→ What you will do
Tell me how many lines of the entries below include the string "insecure", and give only the number.

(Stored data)
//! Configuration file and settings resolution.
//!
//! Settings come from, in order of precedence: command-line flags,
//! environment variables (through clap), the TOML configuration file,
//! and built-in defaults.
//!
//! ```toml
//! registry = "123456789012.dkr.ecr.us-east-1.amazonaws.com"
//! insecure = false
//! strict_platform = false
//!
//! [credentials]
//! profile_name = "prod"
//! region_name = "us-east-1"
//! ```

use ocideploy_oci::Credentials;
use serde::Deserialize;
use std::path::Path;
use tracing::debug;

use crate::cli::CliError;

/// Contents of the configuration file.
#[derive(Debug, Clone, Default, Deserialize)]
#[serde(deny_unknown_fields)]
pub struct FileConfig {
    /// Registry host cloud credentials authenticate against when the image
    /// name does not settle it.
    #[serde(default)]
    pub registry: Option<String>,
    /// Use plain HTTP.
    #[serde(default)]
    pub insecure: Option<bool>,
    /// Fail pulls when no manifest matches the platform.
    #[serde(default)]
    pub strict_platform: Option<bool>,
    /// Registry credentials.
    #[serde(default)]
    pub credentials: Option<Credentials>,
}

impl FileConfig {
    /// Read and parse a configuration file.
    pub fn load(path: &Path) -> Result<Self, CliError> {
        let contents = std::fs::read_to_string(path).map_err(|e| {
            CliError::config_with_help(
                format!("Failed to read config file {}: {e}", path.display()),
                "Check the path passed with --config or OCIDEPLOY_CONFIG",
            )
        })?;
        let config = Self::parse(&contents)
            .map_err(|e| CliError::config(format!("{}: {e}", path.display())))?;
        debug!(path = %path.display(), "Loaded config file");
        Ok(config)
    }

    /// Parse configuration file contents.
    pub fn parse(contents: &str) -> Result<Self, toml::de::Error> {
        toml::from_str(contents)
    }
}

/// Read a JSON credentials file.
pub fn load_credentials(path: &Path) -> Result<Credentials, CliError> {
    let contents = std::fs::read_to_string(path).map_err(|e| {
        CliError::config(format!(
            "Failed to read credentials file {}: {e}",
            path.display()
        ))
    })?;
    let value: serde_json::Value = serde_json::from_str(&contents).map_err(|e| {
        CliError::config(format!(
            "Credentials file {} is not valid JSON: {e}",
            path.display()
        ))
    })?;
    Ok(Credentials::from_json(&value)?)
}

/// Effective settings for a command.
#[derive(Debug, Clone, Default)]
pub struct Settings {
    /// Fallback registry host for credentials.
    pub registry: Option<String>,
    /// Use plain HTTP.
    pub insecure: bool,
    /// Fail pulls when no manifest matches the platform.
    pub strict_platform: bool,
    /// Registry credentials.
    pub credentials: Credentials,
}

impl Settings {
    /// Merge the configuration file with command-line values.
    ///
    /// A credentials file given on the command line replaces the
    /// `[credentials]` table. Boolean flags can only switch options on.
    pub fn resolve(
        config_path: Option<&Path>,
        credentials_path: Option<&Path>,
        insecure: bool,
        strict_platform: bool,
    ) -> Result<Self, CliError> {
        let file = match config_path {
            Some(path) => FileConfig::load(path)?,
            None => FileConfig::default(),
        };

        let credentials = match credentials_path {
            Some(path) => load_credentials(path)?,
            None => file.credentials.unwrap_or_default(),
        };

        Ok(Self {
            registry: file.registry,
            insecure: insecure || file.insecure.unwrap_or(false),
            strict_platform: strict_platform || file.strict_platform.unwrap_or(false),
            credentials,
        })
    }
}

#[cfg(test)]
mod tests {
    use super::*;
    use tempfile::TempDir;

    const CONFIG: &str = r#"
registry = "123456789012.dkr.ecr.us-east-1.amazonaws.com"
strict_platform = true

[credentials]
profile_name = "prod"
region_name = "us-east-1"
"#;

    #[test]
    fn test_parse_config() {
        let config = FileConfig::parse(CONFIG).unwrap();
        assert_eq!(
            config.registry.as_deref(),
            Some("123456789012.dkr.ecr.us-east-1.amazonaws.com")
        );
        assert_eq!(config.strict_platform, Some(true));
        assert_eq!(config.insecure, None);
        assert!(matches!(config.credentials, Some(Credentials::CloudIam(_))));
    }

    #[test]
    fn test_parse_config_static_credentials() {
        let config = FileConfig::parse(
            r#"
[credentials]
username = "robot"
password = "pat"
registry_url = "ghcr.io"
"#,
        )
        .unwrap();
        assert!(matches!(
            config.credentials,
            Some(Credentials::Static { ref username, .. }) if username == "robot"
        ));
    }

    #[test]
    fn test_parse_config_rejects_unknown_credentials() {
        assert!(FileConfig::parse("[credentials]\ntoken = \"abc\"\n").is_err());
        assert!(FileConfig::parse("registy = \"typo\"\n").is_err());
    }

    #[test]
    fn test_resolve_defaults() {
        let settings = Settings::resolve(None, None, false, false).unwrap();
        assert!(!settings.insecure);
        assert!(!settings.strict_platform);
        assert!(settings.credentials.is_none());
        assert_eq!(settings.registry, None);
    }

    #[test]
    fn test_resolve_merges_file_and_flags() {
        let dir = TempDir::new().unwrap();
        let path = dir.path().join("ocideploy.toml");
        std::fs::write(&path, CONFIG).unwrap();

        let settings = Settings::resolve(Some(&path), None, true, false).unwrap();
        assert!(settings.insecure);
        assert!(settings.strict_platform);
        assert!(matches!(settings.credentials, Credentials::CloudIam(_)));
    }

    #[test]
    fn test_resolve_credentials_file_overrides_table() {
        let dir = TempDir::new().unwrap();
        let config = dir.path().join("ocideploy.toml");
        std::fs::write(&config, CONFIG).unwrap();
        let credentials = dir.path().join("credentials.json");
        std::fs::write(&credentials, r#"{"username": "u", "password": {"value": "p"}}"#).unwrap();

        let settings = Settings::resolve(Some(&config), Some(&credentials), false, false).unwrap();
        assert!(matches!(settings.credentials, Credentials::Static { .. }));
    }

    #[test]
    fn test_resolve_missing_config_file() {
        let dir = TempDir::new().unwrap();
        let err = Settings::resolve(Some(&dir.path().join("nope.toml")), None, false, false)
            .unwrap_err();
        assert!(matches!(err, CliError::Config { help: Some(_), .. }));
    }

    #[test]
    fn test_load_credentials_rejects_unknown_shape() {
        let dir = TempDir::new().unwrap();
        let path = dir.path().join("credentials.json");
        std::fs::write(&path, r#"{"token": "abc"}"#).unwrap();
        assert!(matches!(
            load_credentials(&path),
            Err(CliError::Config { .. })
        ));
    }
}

→ Task answer
8